┌────────
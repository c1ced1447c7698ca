//! Eligibility Tree Tests
//!
//! Tests for the augmented run-queue tree driven through a standalone
//! arena: ordering, min-finish augmentation, eligible lookups and the
//! predicate fallback used by work stealing.

#[cfg(test)]
pub(crate) mod tests {
    use nexa_sched::scheduler::state::TreeLinks;
    use nexa_sched::scheduler::{QueueArena, RunQueue, SchedTime, Tid};

    /// Node storage for trees built outside the scheduler.
    #[derive(Default)]
    pub(crate) struct NodeArena {
        pub nodes: Vec<Node>,
    }

    pub(crate) struct Node {
        pub start: SchedTime,
        pub finish: SchedTime,
        pub links: TreeLinks,
        pub queued: bool,
    }

    impl NodeArena {
        pub fn add(&mut self, start: SchedTime, finish: SchedTime) -> Tid {
            self.nodes.push(Node {
                start,
                finish,
                links: TreeLinks::new(),
                queued: false,
            });
            Tid(self.nodes.len() as u32 - 1)
        }
    }

    impl QueueArena for NodeArena {
        fn key(&self, id: Tid) -> (SchedTime, u64, Tid) {
            (self.nodes[id.index()].start, 0, id)
        }
        fn start_time(&self, id: Tid) -> SchedTime {
            self.nodes[id.index()].start
        }
        fn finish_time(&self, id: Tid) -> SchedTime {
            self.nodes[id.index()].finish
        }
        fn links(&self, id: Tid) -> &TreeLinks {
            &self.nodes[id.index()].links
        }
        fn links_mut(&mut self, id: Tid) -> &mut TreeLinks {
            &mut self.nodes[id.index()].links
        }
        fn set_queued(&mut self, id: Tid, queued: bool) {
            self.nodes[id.index()].queued = queued;
        }
    }

    pub(crate) fn make_queue(pairs: &[(SchedTime, SchedTime)]) -> (NodeArena, RunQueue) {
        let mut arena = NodeArena::default();
        let mut queue = RunQueue::new();
        for &(start, finish) in pairs {
            let id = arena.add(start, finish);
            queue.insert(&mut arena, id);
        }
        (arena, queue)
    }

    /// Height and min-finish of every node agree with its children.
    pub(crate) fn check_augmentation(arena: &NodeArena, node: Option<Tid>) -> (u8, SchedTime) {
        let Some(id) = node else {
            return (0, SchedTime::MAX);
        };
        let links = *arena.links(id);
        let (left_height, left_min) = check_augmentation(arena, links.left);
        let (right_height, right_min) = check_augmentation(arena, links.right);
        let min_finish = arena.finish_time(id).min(left_min).min(right_min);
        assert_eq!(links.min_finish_time, min_finish, "stale min finish at {}", id);
        assert!((left_height as i16 - right_height as i16).abs() <= 1, "unbalanced at {}", id);
        assert_eq!(links.height, 1 + left_height.max(right_height));
        (links.height, min_finish)
    }

    // =========================================================================
    // Ordering and Augmentation
    // =========================================================================

    #[test]
    fn test_empty_queue() {
        let (arena, queue) = make_queue(&[]);
        assert!(queue.is_empty());
        assert_eq!(queue.len(), 0);
        assert_eq!(queue.front(&arena), None);
        assert_eq!(queue.min_finish_time(&arena), None);
        assert_eq!(queue.find_earliest_eligible(&arena, SchedTime::MAX, |_| true), None);
    }

    #[test]
    fn test_in_order_by_start_time() {
        let (arena, queue) = make_queue(&[(50, 60), (10, 90), (30, 40), (20, 25), (40, 100)]);
        let starts: Vec<SchedTime> = queue
            .iter_ids(&arena)
            .into_iter()
            .map(|id| arena.start_time(id))
            .collect();
        assert_eq!(starts, vec![10, 20, 30, 40, 50]);
        assert_eq!(queue.len(), 5);
        assert_eq!(queue.min_finish_time(&arena), Some(25));
    }

    #[test]
    fn test_stays_balanced_under_sequential_inserts() {
        let pairs: Vec<(SchedTime, SchedTime)> = (0..1024).map(|i| (i, 2048 - i)).collect();
        let (arena, queue) = make_queue(&pairs);
        let root = queue.root().unwrap();
        // AVL height bound: 1.44 * log2(n + 2).
        assert!(arena.links(root).height <= 15);
        assert_eq!(queue.min_finish_time(&arena), Some(1025));
        check_augmentation(&arena, Some(root));
    }

    #[test]
    fn test_erase_and_pop_front() {
        let (mut arena, mut queue) = make_queue(&[(5, 10), (1, 20), (9, 15), (3, 8)]);
        queue.erase(&mut arena, Tid(3));
        assert!(!arena.nodes[3].queued);
        assert_eq!(queue.min_finish_time(&arena), Some(10));
        assert_eq!(queue.pop_front(&mut arena), Some(Tid(1)));
        assert_eq!(queue.pop_front(&mut arena), Some(Tid(0)));
        assert_eq!(queue.pop_front(&mut arena), Some(Tid(2)));
        assert!(queue.pop_front(&mut arena).is_none());
        assert!(queue.is_empty());
    }

    #[test]
    fn test_equal_start_times_keep_insertion_ids() {
        let (arena, queue) = make_queue(&[(10, 40), (10, 30), (10, 20)]);
        let ids = queue.iter_ids(&arena);
        assert_eq!(ids, vec![Tid(0), Tid(1), Tid(2)]);
        assert_eq!(queue.find_earliest_eligible(&arena, 10, |_| true), Some(Tid(2)));
    }

    #[test]
    fn test_augmentation_survives_mixed_erase() {
        let pairs: Vec<(SchedTime, SchedTime)> =
            (0..64).map(|i| ((i * 37) % 101, (i * 53) % 97 + 200)).collect();
        let (mut arena, mut queue) = make_queue(&pairs);
        check_augmentation(&arena, queue.root());

        for id in (0..64).step_by(3) {
            queue.erase(&mut arena, Tid(id));
            assert!(!arena.nodes[id as usize].queued);
            check_augmentation(&arena, queue.root());
        }
        assert_eq!(queue.len(), 64 - 22);

        let starts: Vec<SchedTime> = queue
            .iter_ids(&arena)
            .into_iter()
            .map(|id| arena.start_time(id))
            .collect();
        assert!(starts.windows(2).all(|w| w[0] <= w[1]));
    }

    // =========================================================================
    // Earliest Eligible
    // =========================================================================

    #[test]
    fn test_find_earliest_eligible_basic() {
        let (arena, queue) = make_queue(&[(0, 100), (10, 50), (20, 30), (30, 10)]);
        // Only the first three are eligible at t=25.
        assert_eq!(queue.find_earliest_eligible(&arena, 25, |_| true), Some(Tid(2)));
        assert_eq!(queue.find_earliest_eligible(&arena, 30, |_| true), Some(Tid(3)));
        assert_eq!(queue.find_earliest_eligible(&arena, 5, |_| true), Some(Tid(0)));
        assert_eq!(queue.find_earliest_eligible(&arena, -1, |_| true), None);
    }

    #[test]
    fn test_front_after_eligible_time_is_none() {
        let (arena, queue) = make_queue(&[(100, 110), (200, 210)]);
        assert_eq!(queue.find_earliest_eligible(&arena, 99, |_| true), None);
        assert_eq!(queue.find_earliest_eligible(&arena, 100, |_| true), Some(Tid(0)));
    }

    #[test]
    fn test_min_finish_in_left_subtree() {
        // The smallest finish sits deep in the eligible left part.
        let (arena, queue) = make_queue(&[
            (50, 500),
            (10, 15),
            (20, 400),
            (30, 300),
            (40, 350),
            (60, 20),
            (70, 700),
        ]);
        assert_eq!(queue.find_earliest_eligible(&arena, 55, |_| true), Some(Tid(1)));
        assert_eq!(queue.find_earliest_eligible(&arena, 65, |_| true), Some(Tid(1)));
    }

    #[test]
    fn test_ineligible_min_finish_is_ignored() {
        let (arena, queue) = make_queue(&[(0, 100), (10, 90), (50, 1)]);
        assert_eq!(queue.find_earliest_eligible(&arena, 49, |_| true), Some(Tid(1)));
        assert_eq!(queue.find_earliest_eligible(&arena, 50, |_| true), Some(Tid(2)));
    }

    // =========================================================================
    // Predicate Fallback
    // =========================================================================

    #[test]
    fn test_predicate_rejecting_best_finds_next() {
        let pairs: Vec<(SchedTime, SchedTime)> = (0..32).map(|i| (i, 1_000 - i * 10)).collect();
        let (arena, queue) = make_queue(&pairs);
        // Best eligible at t=20 is id 20; reject the even ids.
        let found = queue.find_earliest_eligible(&arena, 20, |id| id.0 % 2 == 1);
        assert_eq!(found, Some(Tid(19)));
    }

    #[test]
    fn test_predicate_skips_rejected_threads() {
        let (arena, queue) = make_queue(&[(0, 100), (10, 50), (20, 30), (30, 10)]);
        let found = queue.find_earliest_eligible(&arena, 40, |id| id != Tid(3) && id != Tid(2));
        assert_eq!(found, Some(Tid(1)));
        assert_eq!(queue.find_earliest_eligible(&arena, 40, |_| false), None);
    }

    #[test]
    fn test_predicate_only_accepts_worst() {
        let pairs: Vec<(SchedTime, SchedTime)> = (0..16).map(|i| (i * 2, 100 + i)).collect();
        let (arena, queue) = make_queue(&pairs);
        let found = queue.find_earliest_eligible(&arena, 30, |id| id == Tid(15));
        assert_eq!(found, Some(Tid(15)));
        let found = queue.find_earliest_eligible(&arena, 29, |id| id == Tid(15));
        assert_eq!(found, None);
    }

    #[test]
    fn test_predicate_sees_only_eligible_threads() {
        let (arena, queue) = make_queue(&[(0, 10), (5, 20), (100, 1)]);
        let mut seen = Vec::new();
        let found = queue.find_earliest_eligible(&arena, 50, |id| {
            seen.push(id);
            false
        });
        assert_eq!(found, None);
        assert!(!seen.contains(&Tid(2)));
    }
}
└────────
• _What the exercise asks_
Above are the records; from them, give again exactly the lines from the one containing "self.nodes[id.index()].queued = queued;" through the one containing "with its children.", both included.

• _Response area_
            self.nodes[id.index()].queued = queued;
        }
    }

    pub(crate) fn make_queue(pairs: &[(SchedTime, SchedTime)]) -> (NodeArena, RunQueue) {
        let mut arena = NodeArena::default();
        let mut queue = RunQueue::new();
        for &(start, finish) in pairs {
            let id = arena.add(start, finish);
            queue.insert(&mut arena, id);
        }
        (arena, queue)
    }

    /// Height and min-finish of every node agree with its children.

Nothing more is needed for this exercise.